[WHAT YOU SHOULD DO]: Show every line of the data below that includes the word "Clone".
----------
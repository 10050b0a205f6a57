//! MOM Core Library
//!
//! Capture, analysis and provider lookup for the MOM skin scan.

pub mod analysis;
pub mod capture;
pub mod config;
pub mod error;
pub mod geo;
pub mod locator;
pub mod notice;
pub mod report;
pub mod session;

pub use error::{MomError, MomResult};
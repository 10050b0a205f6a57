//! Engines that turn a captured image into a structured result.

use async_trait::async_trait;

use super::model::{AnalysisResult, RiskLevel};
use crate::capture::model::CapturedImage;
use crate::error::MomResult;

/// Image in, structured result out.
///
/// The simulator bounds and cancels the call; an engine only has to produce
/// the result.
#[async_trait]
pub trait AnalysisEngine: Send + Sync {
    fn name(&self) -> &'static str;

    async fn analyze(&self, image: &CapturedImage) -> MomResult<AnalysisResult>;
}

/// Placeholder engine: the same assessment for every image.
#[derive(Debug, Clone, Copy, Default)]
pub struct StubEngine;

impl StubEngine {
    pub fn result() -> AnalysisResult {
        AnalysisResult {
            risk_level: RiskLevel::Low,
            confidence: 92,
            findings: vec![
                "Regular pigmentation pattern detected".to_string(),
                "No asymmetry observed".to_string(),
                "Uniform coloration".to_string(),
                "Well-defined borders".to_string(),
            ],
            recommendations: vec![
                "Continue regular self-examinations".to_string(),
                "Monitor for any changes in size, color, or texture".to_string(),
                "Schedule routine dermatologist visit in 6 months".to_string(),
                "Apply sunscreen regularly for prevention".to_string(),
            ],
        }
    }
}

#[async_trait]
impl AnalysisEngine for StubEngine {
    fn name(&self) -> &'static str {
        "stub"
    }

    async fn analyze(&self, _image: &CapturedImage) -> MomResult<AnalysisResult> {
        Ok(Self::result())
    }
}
----------
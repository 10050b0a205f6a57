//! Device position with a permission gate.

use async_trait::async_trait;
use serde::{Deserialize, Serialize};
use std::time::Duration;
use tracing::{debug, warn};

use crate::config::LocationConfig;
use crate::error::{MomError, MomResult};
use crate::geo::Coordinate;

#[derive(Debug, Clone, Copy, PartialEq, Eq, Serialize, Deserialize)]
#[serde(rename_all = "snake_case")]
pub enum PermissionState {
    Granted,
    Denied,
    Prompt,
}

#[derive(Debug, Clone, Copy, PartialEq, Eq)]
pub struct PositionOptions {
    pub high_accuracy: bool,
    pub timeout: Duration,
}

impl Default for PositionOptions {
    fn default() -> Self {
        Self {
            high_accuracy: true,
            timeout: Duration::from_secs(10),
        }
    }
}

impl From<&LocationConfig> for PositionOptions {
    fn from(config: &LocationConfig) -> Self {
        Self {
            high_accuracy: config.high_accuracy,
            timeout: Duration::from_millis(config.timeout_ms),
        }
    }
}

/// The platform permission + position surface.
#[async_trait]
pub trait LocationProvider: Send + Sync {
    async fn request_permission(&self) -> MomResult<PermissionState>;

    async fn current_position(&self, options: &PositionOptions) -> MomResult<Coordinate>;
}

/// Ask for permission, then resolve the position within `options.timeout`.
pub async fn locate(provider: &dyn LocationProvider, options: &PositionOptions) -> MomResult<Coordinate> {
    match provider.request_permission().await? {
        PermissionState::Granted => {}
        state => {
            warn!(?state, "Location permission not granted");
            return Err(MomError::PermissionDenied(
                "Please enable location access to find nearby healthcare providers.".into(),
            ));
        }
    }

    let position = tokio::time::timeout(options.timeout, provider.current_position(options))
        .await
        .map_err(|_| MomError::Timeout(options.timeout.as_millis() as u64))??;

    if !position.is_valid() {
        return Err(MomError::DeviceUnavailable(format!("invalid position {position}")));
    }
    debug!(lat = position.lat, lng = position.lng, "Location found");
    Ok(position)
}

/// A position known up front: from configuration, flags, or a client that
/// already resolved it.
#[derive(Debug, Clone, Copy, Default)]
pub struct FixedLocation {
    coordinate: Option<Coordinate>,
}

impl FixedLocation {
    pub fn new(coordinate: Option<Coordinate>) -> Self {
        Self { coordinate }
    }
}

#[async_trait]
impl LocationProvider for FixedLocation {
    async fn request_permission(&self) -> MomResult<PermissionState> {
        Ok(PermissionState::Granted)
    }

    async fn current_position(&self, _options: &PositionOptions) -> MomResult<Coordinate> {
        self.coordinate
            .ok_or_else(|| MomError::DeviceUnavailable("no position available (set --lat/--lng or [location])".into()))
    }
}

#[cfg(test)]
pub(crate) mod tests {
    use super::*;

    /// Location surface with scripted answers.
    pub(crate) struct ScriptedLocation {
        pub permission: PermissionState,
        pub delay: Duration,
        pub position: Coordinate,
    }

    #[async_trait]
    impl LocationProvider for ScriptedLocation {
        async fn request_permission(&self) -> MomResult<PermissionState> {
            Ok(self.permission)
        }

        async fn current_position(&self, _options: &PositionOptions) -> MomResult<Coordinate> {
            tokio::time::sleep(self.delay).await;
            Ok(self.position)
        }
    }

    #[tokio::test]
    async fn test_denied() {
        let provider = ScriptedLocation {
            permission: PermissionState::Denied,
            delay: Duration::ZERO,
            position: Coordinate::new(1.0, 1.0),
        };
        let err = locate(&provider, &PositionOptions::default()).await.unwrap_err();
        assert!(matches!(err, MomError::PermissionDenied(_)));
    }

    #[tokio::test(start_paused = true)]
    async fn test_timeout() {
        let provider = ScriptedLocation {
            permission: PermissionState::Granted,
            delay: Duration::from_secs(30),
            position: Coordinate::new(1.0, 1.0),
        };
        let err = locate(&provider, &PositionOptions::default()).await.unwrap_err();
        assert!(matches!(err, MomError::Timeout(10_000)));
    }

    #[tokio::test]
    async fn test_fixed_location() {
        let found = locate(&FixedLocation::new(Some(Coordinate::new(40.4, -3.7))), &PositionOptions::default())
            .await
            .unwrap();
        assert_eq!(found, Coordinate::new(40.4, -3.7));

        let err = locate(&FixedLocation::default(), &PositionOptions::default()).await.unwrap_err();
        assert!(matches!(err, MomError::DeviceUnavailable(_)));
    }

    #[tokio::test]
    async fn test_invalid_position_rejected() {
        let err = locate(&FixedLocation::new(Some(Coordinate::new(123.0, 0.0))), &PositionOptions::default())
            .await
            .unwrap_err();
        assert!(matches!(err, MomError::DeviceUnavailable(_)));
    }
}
----------
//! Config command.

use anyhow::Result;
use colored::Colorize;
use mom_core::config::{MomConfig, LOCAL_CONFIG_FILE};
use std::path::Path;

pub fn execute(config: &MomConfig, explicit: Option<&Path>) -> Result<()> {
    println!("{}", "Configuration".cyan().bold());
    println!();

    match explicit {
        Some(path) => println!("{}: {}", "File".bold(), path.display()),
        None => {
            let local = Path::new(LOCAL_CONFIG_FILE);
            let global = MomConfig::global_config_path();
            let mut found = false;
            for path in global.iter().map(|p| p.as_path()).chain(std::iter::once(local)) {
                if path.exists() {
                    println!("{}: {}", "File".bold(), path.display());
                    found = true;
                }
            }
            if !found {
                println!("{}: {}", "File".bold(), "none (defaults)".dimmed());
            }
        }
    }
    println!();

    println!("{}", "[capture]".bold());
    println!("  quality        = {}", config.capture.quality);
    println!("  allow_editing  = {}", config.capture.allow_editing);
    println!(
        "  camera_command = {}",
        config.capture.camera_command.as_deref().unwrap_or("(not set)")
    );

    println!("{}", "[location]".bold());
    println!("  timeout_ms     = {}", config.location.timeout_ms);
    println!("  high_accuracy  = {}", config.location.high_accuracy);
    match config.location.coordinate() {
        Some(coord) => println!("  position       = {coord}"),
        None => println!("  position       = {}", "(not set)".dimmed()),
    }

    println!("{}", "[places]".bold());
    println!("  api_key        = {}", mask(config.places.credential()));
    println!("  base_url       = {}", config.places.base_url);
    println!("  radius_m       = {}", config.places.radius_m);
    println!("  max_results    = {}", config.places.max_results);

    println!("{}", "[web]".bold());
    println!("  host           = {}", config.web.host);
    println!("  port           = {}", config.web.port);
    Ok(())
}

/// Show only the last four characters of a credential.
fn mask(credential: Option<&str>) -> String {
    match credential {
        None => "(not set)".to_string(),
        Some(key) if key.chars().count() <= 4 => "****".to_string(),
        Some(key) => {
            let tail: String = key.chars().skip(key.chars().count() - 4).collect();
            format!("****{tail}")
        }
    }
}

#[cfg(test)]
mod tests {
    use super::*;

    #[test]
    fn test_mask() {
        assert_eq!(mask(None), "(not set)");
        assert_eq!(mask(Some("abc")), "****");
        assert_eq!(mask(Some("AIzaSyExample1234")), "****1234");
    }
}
----------
[SOLUTION FOR THIS TASK]:
#[derive(Debug, Clone, Copy, Default)]
#[derive(Debug, Clone, Copy, PartialEq, Eq, Serialize, Deserialize)]
#[derive(Debug, Clone, Copy, PartialEq, Eq)]
#[derive(Debug, Clone, Copy, Default)]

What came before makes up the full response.